4
votes

I make a 2d histogram of some (x, y) data and I get an image like this one:

histogram-2d

I want a way to get the (x, y) coordinates of the point(s) that store the maximum values in H. For example, in the case of the image above it would be two points with the aprox coordinates: (1090, 1040) and (1110, 1090).

This is my code:

import numpy as np
import matplotlib.pyplot as plt
import matplotlib.cm as cm
from os import getcwd
from os.path import join, realpath, dirname

# Path to dir where this code exists.
mypath = realpath(join(getcwd(), dirname(__file__)))
myfile = 'datafile.dat'

x, y = np.loadtxt(join(mypath,myfile), usecols=(1, 2), unpack=True)

fig = plt.figure()
ax = fig.add_subplot(111)

xmin, xmax = min(x), max(x)
ymin, ymax = min(y), max(y)

rang = [[xmin, xmax], [ymin, ymax]]

binsxy = [int((xmax - xmin) / 20), int((ymax - ymin) / 20)]

H, xedges, yedges = np.histogram2d(x, y, range=rang, bins=binsxy)

extent = [yedges[0], yedges[-1], xedges[0], xedges[-1]]
cp = ax.imshow(H.transpose()[::-1], interpolation='nearest', extent=extent, cmap=cm.jet)
fig.colorbar(cp)

plt.show()

Edit

I've tried the solutions posted by Marek and qarma attempting to obtain the coordinates of the bins rather than the index of them, like so:

# Marek's answer
x_cent, y_cent = unravel_index(H.argmax(), H.shape)
print('Marek')
print(x_cent, y_cent)
print(xedges[x_cent], yedges[y_cent])

# qarma's answer
idx = list(H.flatten()).index(H.max())
x_cent2, y_cent2 = idx / H.shape[1], idx % H.shape[1]
local_maxs = np.argwhere(H == H.max())
print('\nqarma')
print(x_cent2, y_cent2)
print(xedges[x_cent2], yedges[y_cent2])
print(xedges[local_maxs[0,0]], yedges[local_maxs[0,1]], xedges[local_maxs[1,0]], yedges[local_maxs[1,1]])

which results in:

Marek
(53, 50)
(1072.7838144329899, 1005.0837113402063)

qarma
(53, 50)
(1072.7838144329899, 1005.0837113402063)
(1072.7838144329899, 1005.0837113402063, 1092.8257731958763, 1065.3611340206187)

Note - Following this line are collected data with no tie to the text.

// Table - append-only chunked column stored as raw little-endian values
//
// Rows accumulate in a pending buffer and are written in whole chunks, one
// bulk write per full chunk. A trailing partial chunk stays pending until the
// next append or `flush()`. Reads see pending rows too.

use bytemuck::Pod;
use serde::{Deserialize, Serialize};
use std::fs::{File, OpenOptions};
use std::io::{Read, Seek, SeekFrom, Write};
use std::path::{Path, PathBuf};

use crate::error::StorageError;

// Values are stored in host byte order
const _: () = assert!(
    cfg!(target_endian = "little"),
    "dataset files are little-endian"
);

/// Stored element type
#[derive(Debug, Clone, Copy, PartialEq, Eq, Serialize, Deserialize)]
#[serde(rename_all = "lowercase")]
pub enum ElementType {
    I64,
    F32,
}

impl ElementType {
    pub fn size(&self) -> usize {
        match self {
            ElementType::I64 => std::mem::size_of::<i64>(),
            ElementType::F32 => std::mem::size_of::<f32>(),
        }
    }

    pub fn name(&self) -> &'static str {
        match self {
            ElementType::I64 => "i64",
            ElementType::F32 => "f32",
        }
    }
}

/// Rust types that map to an `ElementType`
pub trait Element: Pod {
    const TYPE: ElementType;
}

impl Element for i64 {
    const TYPE: ElementType = ElementType::I64;
}

impl Element for f32 {
    const TYPE: ElementType = ElementType::F32;
}

/// One append-only table backed by a single file
#[derive(Debug)]
pub struct Table {
    name: String,
    element_type: ElementType,
    row_len: usize,
    chunk_rows: usize,
    path: PathBuf,
    file: File,
    stored_rows: usize,
    pending: Vec<u8>,
}

impl Table {
    /// Create an empty table, truncating any existing file
    ///
    /// # Panics
    /// Panics if `row_len` or `chunk_rows` is 0
    pub fn create(
        path: &Path,
        name: &str,
        element_type: ElementType,
        row_len: usize,
        chunk_rows: usize,
    ) -> Result<Self, StorageError> {
        assert!(row_len > 0, "row_len must be greater than 0");
        assert!(chunk_rows > 0, "chunk_rows must be greater than 0");

        if let Some(parent) = path.parent() {
            std::fs::create_dir_all(parent).map_err(|err| StorageError::io(parent, err))?;
        }
        let file = OpenOptions::new()
            .read(true)
            .write(true)
            .create(true)
            .truncate(true)
            .open(path)
            .map_err(|err| StorageError::io(path, err))?;

        Ok(Self {
            name: name.to_string(),
            element_type,
            row_len,
            chunk_rows,
            path: path.to_path_buf(),
            file,
            stored_rows: 0,
            pending: Vec::new(),
        })
    }

    /// Open an existing table file
    ///
    /// # Errors
    /// * `DatasetNotFound` - the file does not exist
    /// * `DatasetNotCompatible` - the file size is not a whole number of rows
    pub fn open(
        path: &Path,
        name: &str,
        element_type: ElementType,
        row_len: usize,
        chunk_rows: usize,
    ) -> Result<Self, StorageError> {
        assert!(row_len > 0, "row_len must be greater than 0");
        assert!(chunk_rows > 0, "chunk_rows must be greater than 0");

        if !path.exists() {
            return Err(StorageError::DatasetNotFound {
                name: name.to_string(),
            });
        }
        let file = OpenOptions::new()
            .read(true)
            .write(true)
            .open(path)
            .map_err(|err| StorageError::io(path, err))?;
        let len = file
            .metadata()
            .map_err(|err| StorageError::io(path, err))?
            .len() as usize;

        let row_bytes = row_len * element_type.size();
        if len % row_bytes != 0 {
            return Err(StorageError::DatasetNotCompatible {
                name: name.to_string(),
                reason: format!("{} bytes is not a whole number of {}-byte rows", len, row_bytes),
            });
        }

        Ok(Self {
            name: name.to_string(),
            element_type,
            row_len,
            chunk_rows,
            path: path.to_path_buf(),
            file,
            stored_rows: len / row_bytes,
            pending: Vec::new(),
        })
    }

    pub fn name(&self) -> &str {
        &self.name
    }

    pub fn element_type(&self) -> ElementType {
        self.element_type
    }

    pub fn row_len(&self) -> usize {
        self.row_len
    }

    pub fn chunk_rows(&self) -> usize {
        self.chunk_rows
    }

    fn row_bytes(&self) -> usize {
        self.row_len * self.element_type.size()
    }

    fn pending_rows(&self) -> usize {
        self.pending.len() / self.row_bytes()
    }

    /// Rows on disk plus pending rows
    pub fn row_count(&self) -> usize {
        self.stored_rows + self.pending_rows()
    }

    fn check_type<T: Element>(&self) -> Result<(), StorageError> {
        if T::TYPE != self.element_type {
            return Err(StorageError::TypeMismatch {
                name: self.name.clone(),
                expected: self.element_type.name().to_string(),
                actual: T::TYPE.name().to_string(),
            });
        }
        Ok(())
    }

    fn check_shape(&self, values: usize) -> Result<usize, StorageError> {
        if values % self.row_len != 0 {
            return Err(StorageError::RowShape {
                name: self.name.clone(),
                values,
                row_len: self.row_len,
            });
        }
        Ok(values / self.row_len)
    }

    fn check_bounds(&self, start: usize, count: usize) -> Result<(), StorageError> {
        let rows = self.row_count();
        if start.checked_add(count).map_or(true, |end| end > rows) {
            return Err(StorageError::OutOfBounds {
                name: self.name.clone(),
                start,
                count,
                rows,
            });
        }
        Ok(())
    }

    fn write_at(&mut self, row: usize, bytes: &[u8]) -> Result<(), StorageError> {
        let offset = (row * self.row_bytes()) as u64;
        self.file
            .seek(SeekFrom::Start(offset))
            .and_then(|_| self.file.write_all(bytes))
            .map_err(|err| StorageError::io(&self.path, err))
    }

    /// Append whole rows
    ///
    /// # Arguments
    /// * `values` - Row-major values, a multiple of `row_len` long
    pub fn append<T: Element>(&mut self, values: &[T]) -> Result<(), StorageError> {
        self.check_type::<T>()?;
        self.check_shape(values.len())?;

        self.pending.extend_from_slice(bytemuck::cast_slice(values));

        let full_rows = self.pending_rows() / self.chunk_rows * self.chunk_rows;
        if full_rows > 0 {
            let bytes = full_rows * self.row_bytes();
            let chunk: Vec<u8> = self.pending.drain(..bytes).collect();
            self.write_at(self.stored_rows, &chunk)?;
            self.stored_rows += full_rows;
        }
        Ok(())
    }

    /// Write pending rows to disk
    pub fn flush(&mut self) -> Result<(), StorageError> {
        if self.pending.is_empty() {
            return Ok(());
        }
        let pending = std::mem::take(&mut self.pending);
        let rows = pending.len() / self.row_bytes();
        self.write_at(self.stored_rows, &pending)?;
        self.stored_rows += rows;
        self.file
            .flush()
            .map_err(|err| StorageError::io(&self.path, err))
    }

    /// Read `count` rows starting at `start`
    pub fn read_rows<T: Element>(&self, start: usize, count: usize) -> Result<Vec<T>, StorageError> {
        self.check_type::<T>()?;
        self.check_bounds(start, count)?;

        let row_bytes = self.row_bytes();
        let mut out = vec![T::zeroed(); count * self.row_len];
        let bytes: &mut [u8] = bytemuck::cast_slice_mut(&mut out);

        let disk_end = (start + count).min(self.stored_rows);
        let mut filled = 0;
        if start < disk_end {
            filled = (disk_end - start) * row_bytes;
            let mut file = &self.file;
            file.seek(SeekFrom::Start((start * row_bytes) as u64))
                .and_then(|_| file.read_exact(&mut bytes[..filled]))
                .map_err(|err| StorageError::io(&self.path, err))?;
        }
        if filled < bytes.len() {
            let pending_start = (start.max(self.stored_rows) - self.stored_rows) * row_bytes;
            let remaining = bytes.len() - filled;
            bytes[filled..].copy_from_slice(&self.pending[pending_start..pending_start + remaining]);
        }
        Ok(out)
    }

    /// Replace existing rows starting at `start`
    ///
    /// Pending rows are flushed first.
    pub fn overwrite_rows<T: Element>(&mut self, start: usize, values: &[T]) -> Result<(), StorageError> {
        self.check_type::<T>()?;
        let count = self.check_shape(values.len())?;
        self.check_bounds(start, count)?;
        self.flush()?;
        self.write_at(start, bytemuck::cast_slice(values))
    }
}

So the maximum coordinates are the same which is good! Now I have a small issue because if I zoom in on the 2d plot, I see that the coordinates are a little off-centered for both the global maximum and the local maximum:

enter image description here

Why is this?

3
scipy.signal.argrelextrema ? stackoverflow.com/a/13491866/624829Zeugma
Possible solution: Peak detection in a 2d array. Depending on your data, you may have to play with the size of the neighborhood, however.unutbu
That is an excellent question you point me to, thank you very much! I'll definitely check it out when I have some more time since it's quite long. Cheers.Gabriel

3 Answers

2
votes

Here's how you can find first global maximum

idx = list(H.flatten()).index(H.max())
x, y = idx / H.shape[1], idx % H.shape[1]

Finding coordinate of all maxima was left as exercise to the reader...

numpy.argwhere(H == H.max())

Edit

Your code:

H, xedges, yedges = np.histogram2d(x, y, range=rang, bins=binsxy)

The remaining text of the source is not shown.